Write out the data below exactly, beginning with the first line and ending once the line that has "Underlying parse error" is written.

Source information START

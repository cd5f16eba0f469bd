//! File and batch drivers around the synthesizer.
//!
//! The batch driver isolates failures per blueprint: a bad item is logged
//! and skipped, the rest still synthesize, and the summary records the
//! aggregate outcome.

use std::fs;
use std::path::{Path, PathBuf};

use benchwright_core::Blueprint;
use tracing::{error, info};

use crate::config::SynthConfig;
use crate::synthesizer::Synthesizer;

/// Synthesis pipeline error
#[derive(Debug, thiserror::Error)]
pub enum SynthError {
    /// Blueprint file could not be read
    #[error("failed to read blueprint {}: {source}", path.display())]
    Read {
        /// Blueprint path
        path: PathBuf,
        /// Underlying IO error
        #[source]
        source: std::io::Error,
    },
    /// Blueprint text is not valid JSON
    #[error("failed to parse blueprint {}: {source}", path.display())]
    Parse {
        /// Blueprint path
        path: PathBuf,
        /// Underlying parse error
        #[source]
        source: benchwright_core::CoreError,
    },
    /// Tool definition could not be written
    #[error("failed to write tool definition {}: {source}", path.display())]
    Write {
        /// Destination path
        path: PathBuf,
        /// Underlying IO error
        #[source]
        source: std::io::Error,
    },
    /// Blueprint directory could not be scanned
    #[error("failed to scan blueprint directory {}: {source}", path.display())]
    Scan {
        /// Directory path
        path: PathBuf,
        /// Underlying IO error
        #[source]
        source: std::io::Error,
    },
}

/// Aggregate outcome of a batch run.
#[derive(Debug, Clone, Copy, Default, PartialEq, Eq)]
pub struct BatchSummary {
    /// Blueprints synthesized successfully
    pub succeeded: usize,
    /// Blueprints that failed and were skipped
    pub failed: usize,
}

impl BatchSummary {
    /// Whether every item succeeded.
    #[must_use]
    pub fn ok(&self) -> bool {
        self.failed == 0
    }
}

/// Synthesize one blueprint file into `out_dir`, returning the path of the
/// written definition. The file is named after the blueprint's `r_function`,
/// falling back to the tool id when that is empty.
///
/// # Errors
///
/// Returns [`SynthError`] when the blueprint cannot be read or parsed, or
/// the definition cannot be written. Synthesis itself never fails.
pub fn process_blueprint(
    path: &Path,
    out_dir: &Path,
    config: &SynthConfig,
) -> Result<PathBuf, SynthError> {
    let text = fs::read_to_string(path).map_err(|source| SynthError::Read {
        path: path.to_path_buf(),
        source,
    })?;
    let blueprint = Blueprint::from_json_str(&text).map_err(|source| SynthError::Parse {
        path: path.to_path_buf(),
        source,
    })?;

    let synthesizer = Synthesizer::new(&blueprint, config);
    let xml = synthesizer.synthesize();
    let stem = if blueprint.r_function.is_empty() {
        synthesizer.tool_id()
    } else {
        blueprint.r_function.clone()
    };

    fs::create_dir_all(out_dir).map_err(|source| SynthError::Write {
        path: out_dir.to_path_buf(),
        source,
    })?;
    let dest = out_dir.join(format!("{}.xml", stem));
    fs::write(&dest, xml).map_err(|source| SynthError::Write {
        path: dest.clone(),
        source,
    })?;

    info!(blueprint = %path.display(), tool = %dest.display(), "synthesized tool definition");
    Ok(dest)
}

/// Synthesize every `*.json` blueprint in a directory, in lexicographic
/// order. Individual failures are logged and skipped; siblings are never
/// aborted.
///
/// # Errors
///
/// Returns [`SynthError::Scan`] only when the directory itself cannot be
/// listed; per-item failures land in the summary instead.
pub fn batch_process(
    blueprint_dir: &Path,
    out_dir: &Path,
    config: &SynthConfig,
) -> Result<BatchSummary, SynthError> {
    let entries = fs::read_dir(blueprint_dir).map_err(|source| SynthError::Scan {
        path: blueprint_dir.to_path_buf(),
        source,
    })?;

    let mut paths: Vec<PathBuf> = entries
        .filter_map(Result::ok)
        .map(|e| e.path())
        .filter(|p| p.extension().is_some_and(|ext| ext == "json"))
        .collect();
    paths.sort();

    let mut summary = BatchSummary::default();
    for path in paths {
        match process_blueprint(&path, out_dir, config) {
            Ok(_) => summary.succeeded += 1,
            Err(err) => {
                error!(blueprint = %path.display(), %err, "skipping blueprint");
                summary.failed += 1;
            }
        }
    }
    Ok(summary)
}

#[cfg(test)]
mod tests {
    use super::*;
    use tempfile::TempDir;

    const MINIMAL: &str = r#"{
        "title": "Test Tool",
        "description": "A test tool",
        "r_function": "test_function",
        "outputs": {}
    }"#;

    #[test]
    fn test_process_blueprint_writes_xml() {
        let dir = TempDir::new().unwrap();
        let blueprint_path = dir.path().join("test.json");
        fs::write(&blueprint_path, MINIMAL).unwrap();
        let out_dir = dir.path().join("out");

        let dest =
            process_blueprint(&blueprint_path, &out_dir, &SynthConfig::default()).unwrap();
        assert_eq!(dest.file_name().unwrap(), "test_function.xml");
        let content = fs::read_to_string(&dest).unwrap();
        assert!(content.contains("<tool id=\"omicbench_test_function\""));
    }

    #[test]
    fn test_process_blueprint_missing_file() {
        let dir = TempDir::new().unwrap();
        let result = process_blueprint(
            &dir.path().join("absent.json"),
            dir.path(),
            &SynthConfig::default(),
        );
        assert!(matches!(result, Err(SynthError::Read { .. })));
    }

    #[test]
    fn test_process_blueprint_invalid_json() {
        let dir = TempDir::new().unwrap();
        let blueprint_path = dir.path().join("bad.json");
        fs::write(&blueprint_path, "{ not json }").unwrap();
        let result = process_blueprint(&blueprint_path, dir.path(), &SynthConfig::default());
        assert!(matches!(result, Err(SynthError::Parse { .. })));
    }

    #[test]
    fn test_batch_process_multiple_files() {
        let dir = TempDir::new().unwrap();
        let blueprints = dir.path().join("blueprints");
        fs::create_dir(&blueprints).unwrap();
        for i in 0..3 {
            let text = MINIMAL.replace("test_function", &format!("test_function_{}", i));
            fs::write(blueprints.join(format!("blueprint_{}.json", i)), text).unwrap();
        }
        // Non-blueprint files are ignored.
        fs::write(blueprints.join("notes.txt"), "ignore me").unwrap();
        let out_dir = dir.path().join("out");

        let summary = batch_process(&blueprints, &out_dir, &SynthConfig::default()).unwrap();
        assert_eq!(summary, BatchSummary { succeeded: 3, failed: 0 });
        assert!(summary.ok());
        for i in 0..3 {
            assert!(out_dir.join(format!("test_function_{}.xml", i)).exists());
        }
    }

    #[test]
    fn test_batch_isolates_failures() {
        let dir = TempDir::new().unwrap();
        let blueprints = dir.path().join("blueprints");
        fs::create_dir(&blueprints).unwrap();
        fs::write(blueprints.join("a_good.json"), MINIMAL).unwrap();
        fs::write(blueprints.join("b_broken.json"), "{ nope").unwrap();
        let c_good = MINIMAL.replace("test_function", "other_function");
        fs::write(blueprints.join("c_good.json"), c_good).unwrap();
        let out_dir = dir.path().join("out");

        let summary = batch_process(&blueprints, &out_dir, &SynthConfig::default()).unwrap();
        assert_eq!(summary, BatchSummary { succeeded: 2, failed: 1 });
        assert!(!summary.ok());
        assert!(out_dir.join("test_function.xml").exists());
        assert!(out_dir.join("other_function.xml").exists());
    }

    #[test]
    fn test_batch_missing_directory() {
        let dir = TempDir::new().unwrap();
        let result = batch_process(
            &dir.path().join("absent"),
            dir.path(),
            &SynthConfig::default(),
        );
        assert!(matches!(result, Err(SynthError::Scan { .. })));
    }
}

Source information END

■ **Solution**
repository cd5f16eba0f469bd
//! File and batch drivers around the synthesizer.
//!
//! The batch driver isolates failures per blueprint: a bad item is logged
//! and skipped, the rest still synthesize, and the summary records the
//! aggregate outcome.

use std::fs;
use std::path::{Path, PathBuf};

use benchwright_core::Blueprint;
use tracing::{error, info};

use crate::config::SynthConfig;
use crate::synthesizer::Synthesizer;

/// Synthesis pipeline error
#[derive(Debug, thiserror::Error)]
pub enum SynthError {
    /// Blueprint file could not be read
    #[error("failed to read blueprint {}: {source}", path.display())]
    Read {
        /// Blueprint path
        path: PathBuf,
        /// Underlying IO error
        #[source]
        source: std::io::Error,
    },
    /// Blueprint text is not valid JSON
    #[error("failed to parse blueprint {}: {source}", path.display())]
    Parse {
        /// Blueprint path
        path: PathBuf,
        /// Underlying parse error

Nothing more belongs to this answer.